La culture est par essence une programmation mentale collective;
c'est cette partie de notre conditionnement que nous partageons avec les autres membres de notre nation,
mais aussi de notre région, de notre groupe,
et non avec ceux d'autres nations, d'autres régions ou d'autres groupes
(1).

Geer Hofstede

 

Dans ce texte je présente les résultats d'une étude(2) approfondie que Geer Hofstede a mené sur les valeurs liées au travail dans une cinquantaine de pays.

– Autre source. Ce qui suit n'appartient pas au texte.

//! Detection of expressions embedded directly in select lists.
//!
//! A request may put an expression straight into its column list
//! (`YEAR(orderdate) AS orderYear`, `totaldue - discount`) instead of
//! declaring a calculated field. These heuristics spot such entries and
//! promote them to anonymous [`CalculatedFieldDef`]s; plain column names
//! and simple `column AS alias` entries are left alone.

use std::sync::LazyLock;

use regex::Regex;

use crate::model::CalculatedFieldDef;

/// Trailing `AS alias` on a select entry.
static AS_ALIAS: LazyLock<Regex> =
    LazyLock::new(|| Regex::new(r"(?is)^(.+?)\s+as\s+([A-Za-z_][A-Za-z0-9_$]*)$").unwrap());

/// A bare, possibly qualified column name.
static SIMPLE_COLUMN: LazyLock<Regex> = LazyLock::new(|| {
    Regex::new(r"^[A-Za-z_][A-Za-z0-9_$]*(\.[A-Za-z_][A-Za-z0-9_$]*)?$").unwrap()
});

/// A function call (`NAME( ... )`).
static FUNCTION_CALL: LazyLock<Regex> =
    LazyLock::new(|| Regex::new(r"(?s)^[A-Za-z_][A-Za-z0-9_]*\s*\(.*\)$").unwrap());

/// An infix operator outside of any obvious quoting.
static OPERATOR: LazyLock<Regex> =
    LazyLock::new(|| Regex::new(r"[+\-*/%]|==|!=|>=|<=|>|<|&&|\|\|").unwrap());

/// Promote a select-list entry to an anonymous calculated field.
///
/// Returns `None` for plain column names and simple aliases; those pass
/// through the select list untouched. The returned definition is named
/// after the alias when one is present, otherwise after the expression
/// text itself.
pub fn detect(entry: &str) -> Option<CalculatedFieldDef> {
    let entry = entry.trim();
    if entry.is_empty() {
        return None;
    }

    let (expression, alias) = match AS_ALIAS.captures(entry) {
        Some(caps) => (
            caps.get(1).unwrap().as_str().trim(),
            Some(caps.get(2).unwrap().as_str()),
        ),
        None => (entry, None),
    };

    if SIMPLE_COLUMN.is_match(expression) {
        return None;
    }

    if !FUNCTION_CALL.is_match(expression) && !OPERATOR.is_match(expression) {
        return None;
    }

    let name = alias.unwrap_or(expression);
    Some(CalculatedFieldDef::new(name, expression))
}
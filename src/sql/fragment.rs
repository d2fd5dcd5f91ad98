//! Compiled SQL fragments.

use serde_json::Value;

use crate::expr::factory::Fragment;
use crate::model::{Aggregation, ColumnRef, ColumnType};

/// A compiled piece of SQL.
///
/// `sql` may contain `?` placeholders; `params` holds the bound values
/// in placeholder order. Fragments compose: combining two fragments
/// concatenates their parameter lists left to right, matching the order
/// their placeholders appear in the combined text.
#[derive(Debug, Clone, PartialEq)]
pub struct SqlFragment {
    /// Generated SQL text.
    pub sql: String,

    /// Bound values, one per `?` in `sql`, in order.
    pub params: Vec<Value>,

    /// Physical columns the expression touches, in first-use order.
    pub referenced_columns: Vec<ColumnRef>,

    /// Best-effort inferred type.
    pub inferred_type: ColumnType,

    /// True when this fragment's own sub-tree contains an aggregate call.
    pub has_aggregate: bool,

    /// Aggregation from an aggregate call, or the field definition's
    /// `agg` hint when the expression carried none.
    pub aggregation: Option<Aggregation>,
}

impl SqlFragment {
    /// A fragment with no parameters, references, or aggregation.
    pub fn raw(sql: impl Into<String>, inferred_type: ColumnType) -> Self {
        Self {
            sql: sql.into(),
            params: Vec::new(),
            referenced_columns: Vec::new(),
            inferred_type,
            has_aggregate: false,
            aggregation: None,
        }
    }

    /// Append column references, skipping ones already recorded.
    pub(crate) fn extend_references<I>(&mut self, refs: I)
    where
        I: IntoIterator<Item = ColumnRef>,
    {
        for r in refs {
            if !self.referenced_columns.contains(&r) {
                self.referenced_columns.push(r);
            }
        }
    }
}

impl Fragment for SqlFragment {
    fn inferred_type(&self) -> ColumnType {
        self.inferred_type
    }

    fn has_aggregate(&self) -> bool {
        self.has_aggregate
    }

    fn aggregation(&self) -> Option<Aggregation> {
        self.aggregation
    }

    fn set_inferred_aggregation(&mut self, agg: Aggregation) {
        self.aggregation = Some(agg);
    }

    fn referenced_columns(&self) -> &[ColumnRef] {
        &self.referenced_columns
    }
}

impl std::fmt::Display for SqlFragment {
    fn fmt(&self, f: &mut std::fmt::Formatter<'_>) -> std::fmt::Result {
        write!(f, "{}", self.sql)
    }
}
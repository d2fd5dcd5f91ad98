//! Column types and aggregation kinds shared by all backends.

use serde::{Deserialize, Serialize};

/// Data type of a physical column or a compiled expression.
///
/// Backends infer a type for every fragment they build; `Unknown` means
/// inference gave up, not that the expression is invalid.
#[derive(Debug, Clone, Copy, PartialEq, Eq, Default, Serialize, Deserialize)]
#[serde(rename_all = "UPPERCASE")]
pub enum ColumnType {
    #[default]
    Unknown,
    Text,
    Bool,
    Integer,
    Number,
    Money,
    Datetime,
}

impl ColumnType {
    /// Parse a column type from a string (case-insensitive).
    pub fn from_str(s: &str) -> Option<Self> {
        match s.to_uppercase().as_str() {
            "UNKNOWN" => Some(ColumnType::Unknown),
            "TEXT" => Some(ColumnType::Text),
            "BOOL" => Some(ColumnType::Bool),
            "INTEGER" => Some(ColumnType::Integer),
            "NUMBER" => Some(ColumnType::Number),
            "MONEY" => Some(ColumnType::Money),
            "DATETIME" => Some(ColumnType::Datetime),
            _ => None,
        }
    }

    /// Is this an exact or approximate numeric type?
    pub fn is_numeric(&self) -> bool {
        matches!(
            self,
            ColumnType::Integer | ColumnType::Number | ColumnType::Money
        )
    }

    /// Get the type name as a string.
    pub fn as_str(&self) -> &'static str {
        match self {
            ColumnType::Unknown => "UNKNOWN",
            ColumnType::Text => "TEXT",
            ColumnType::Bool => "BOOL",
            ColumnType::Integer => "INTEGER",
            ColumnType::Number => "NUMBER",
            ColumnType::Money => "MONEY",
            ColumnType::Datetime => "DATETIME",
        }
    }
}

impl std::fmt::Display for ColumnType {
    fn fmt(&self, f: &mut std::fmt::Formatter<'_>) -> std::fmt::Result {
        write!(f, "{}", self.as_str())
    }
}

/// Aggregate function carried by a fragment or requested by a field
/// definition's `agg` hint.
#[derive(Debug, Clone, Copy, PartialEq, Eq, Serialize, Deserialize)]
#[serde(rename_all = "SCREAMING_SNAKE_CASE")]
pub enum Aggregation {
    Sum,
    Avg,
    Count,
    Max,
    Min,
    GroupConcat,
}

impl Aggregation {
    /// Parse an aggregation from a function name (case-insensitive).
    pub fn from_str(s: &str) -> Option<Self> {
        match s.to_uppercase().as_str() {
            "SUM" => Some(Aggregation::Sum),
            "AVG" => Some(Aggregation::Avg),
            "COUNT" => Some(Aggregation::Count),
            "MAX" => Some(Aggregation::Max),
            "MIN" => Some(Aggregation::Min),
            "GROUP_CONCAT" => Some(Aggregation::GroupConcat),
            _ => None,
        }
    }

    /// SQL function name.
    pub fn as_str(&self) -> &'static str {
        match self {
            Aggregation::Sum => "SUM",
            Aggregation::Avg => "AVG",
            Aggregation::Count => "COUNT",
            Aggregation::Max => "MAX",
            Aggregation::Min => "MIN",
            Aggregation::GroupConcat => "GROUP_CONCAT",
        }
    }
}

impl std::fmt::Display for Aggregation {
    fn fmt(&self, f: &mut std::fmt::Formatter<'_>) -> std::fmt::Result {
        write!(f, "{}", self.as_str())
    }
}
//! Per-request resolution context for calculated field compilation.

use std::collections::HashMap;

use crate::error::{Error, Result};
use crate::expr::factory::Fragment;
use crate::model::{CalculatedColumn, PhysicalColumn, QueryModel};

/// A name resolved by the context.
#[derive(Debug)]
pub enum ResolvedColumn<'a, F: Fragment> {
    /// A previously registered calculated column.
    Calculated(&'a CalculatedColumn<F>),
    /// A physical column from the query model.
    Physical(PhysicalColumn),
}

/// Resolution context for one query compilation.
///
/// Calculated columns are looked up before the physical model, which is
/// what lets later field definitions build on earlier ones. A field can
/// never reference itself: its name only registers after it compiles.
pub struct ExprContext<'m, F: Fragment> {
    model: &'m dyn QueryModel,
    columns: Vec<CalculatedColumn<F>>,
    index: HashMap<String, usize>,
}

impl<'m, F: Fragment> ExprContext<'m, F> {
    pub fn new(model: &'m dyn QueryModel) -> Self {
        Self {
            model,
            columns: Vec::new(),
            index: HashMap::new(),
        }
    }

    /// Does this name resolve to any column, calculated or physical?
    pub fn has_column(&self, name: &str) -> bool {
        self.index.contains_key(name) || self.model.find_column(name).is_some()
    }

    /// Resolve a name, calculated columns first.
    pub fn resolve_column(&self, name: &str) -> Result<ResolvedColumn<'_, F>> {
        self.try_resolve_column(name)
            .ok_or_else(|| Error::ColumnNotFound(name.to_string()))
    }

    /// Resolve a name, returning `None` when nothing matches.
    pub fn try_resolve_column(&self, name: &str) -> Option<ResolvedColumn<'_, F>> {
        if let Some(&i) = self.index.get(name) {
            return Some(ResolvedColumn::Calculated(&self.columns[i]));
        }
        self.model.find_column(name).map(ResolvedColumn::Physical)
    }

    /// Register a compiled column.
    ///
    /// The compiler has already rejected duplicate names; a repeated
    /// registration would shadow the earlier entry in the index.
    pub fn register_calculated_column(&mut self, column: CalculatedColumn<F>) {
        self.index.insert(column.name.clone(), self.columns.len());
        self.columns.push(column);
    }

    /// Registered calculated columns, in registration order.
    pub fn calculated_columns(&self) -> &[CalculatedColumn<F>] {
        &self.columns
    }
}
//! Join path planning.
//!
//! A [`JoinGraph`] models the joinable tables of one data model as a
//! directed graph rooted at the primary ("fact") table. Given a set of
//! requested target tables, [`JoinGraph::get_path`] returns the minimal
//! edge set connecting the root to all of them, ordered so every join's
//! ON-condition only references tables already introduced.

mod graph;
mod join;

pub use graph::JoinGraph;
pub use join::{JoinEdge, JoinOn, JoinType, OnConditionBuilder, QueryTable};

Un recensement systématique des différences entre les cultures nationales lui a permis d'analyser les conséquences de ces spécificités sur l'organisation des entreprises, les pratiques de direction et la motivation des employés. En fait, ce qui a retenu mon attention sont les grandes différences culturelles observées entre le Portugal et le Canada. Puisque sur les quatre critères ou dimensions observés pour fin d'analyse, ces deux pays sont diamétralement opposés. Ainsi, le Portugal est fortement collectiviste alors que le Canada est caractérisé comme étant individualiste. Lorsqu'on parle de collectivisme, on entend que chacun est censé veiller aux intérêts de son groupe et ne pas avoir d'autres opinions ou croyances que celles de son groupe. En échange, le groupe le protège. À l'inverse l'individualisme préconise que chaque individu est supposé veiller seulement à ses intérêts propres et peut-être ceux de sa famille. Bien sûr, il faut savoir mettre en contexte les résultats de la recherche. On a remarqué, en autre, que le degré d'individualisme d'un pays est statistiquement lié à la richesse de ce pays. Plus précisément, c'est la richesse d'un pays qui rend la culture plus individuelle.

Une autre dimension observée est celle du contrôle de l'incertitude. Étrangement, le Portugal serait une société à fort contrôle de l'incertitude, alors que le Canada serait une société à faible contrôle de la certitude. Par exemple, les canadiens sont plus enclins à prendre des risques personnels et ils sont relativement tolérants à l'égard de comportements et d'opinions qui diffèrent des leurs car ils n'éprouvent pas de menace. Toujours selon cette étude, les institutions portugaises cherchent plutôt à créer la sécurité et à éviter les risques.

Finalement, il y a le continuum masculinité-féminité. Le Portugal se démarquant comme étant une société plus féminine, alors que le Canada ressort comme étant une société plus masculine. Ainsi, dans les société féminine les valeurs dominantes sont la modestie, la mise en évidence des relations personnelles plus que de l'argent, le souci de qualité de la vie et la préservation du milieu, l'aide à l'autrui, en particulier aux faibles et pensée que " ce qui est petit est beau ". Tandis que dans une société plus masculine, les valeurs dominantes incluent l'importance de la parade, de la réalisation de quelque chose de visible, de gagner beaucoup d'argent, du
" grand est beau " big is beautiful! Bien que cette étude se limite aux cultures nationales, à l'exclusion des différences culturelles entre groupes au sein d'une même nation, elle a sûrement provoqué bien des débats!

 

(1) HOFSTEDE, Geert, " Relativité culturelle des pratiques et théories de l'organisation ", Revue française de gestion, n°64, sept-oct. 1987, pp.10-21.

(2)Combiner de recherches et d'études (Étude IBM 1971 à 1973, Étude de dirigeants d'entreprises 1971, IERESM Bruxelles 1973 à 1979, Culture's Consequences, etc.)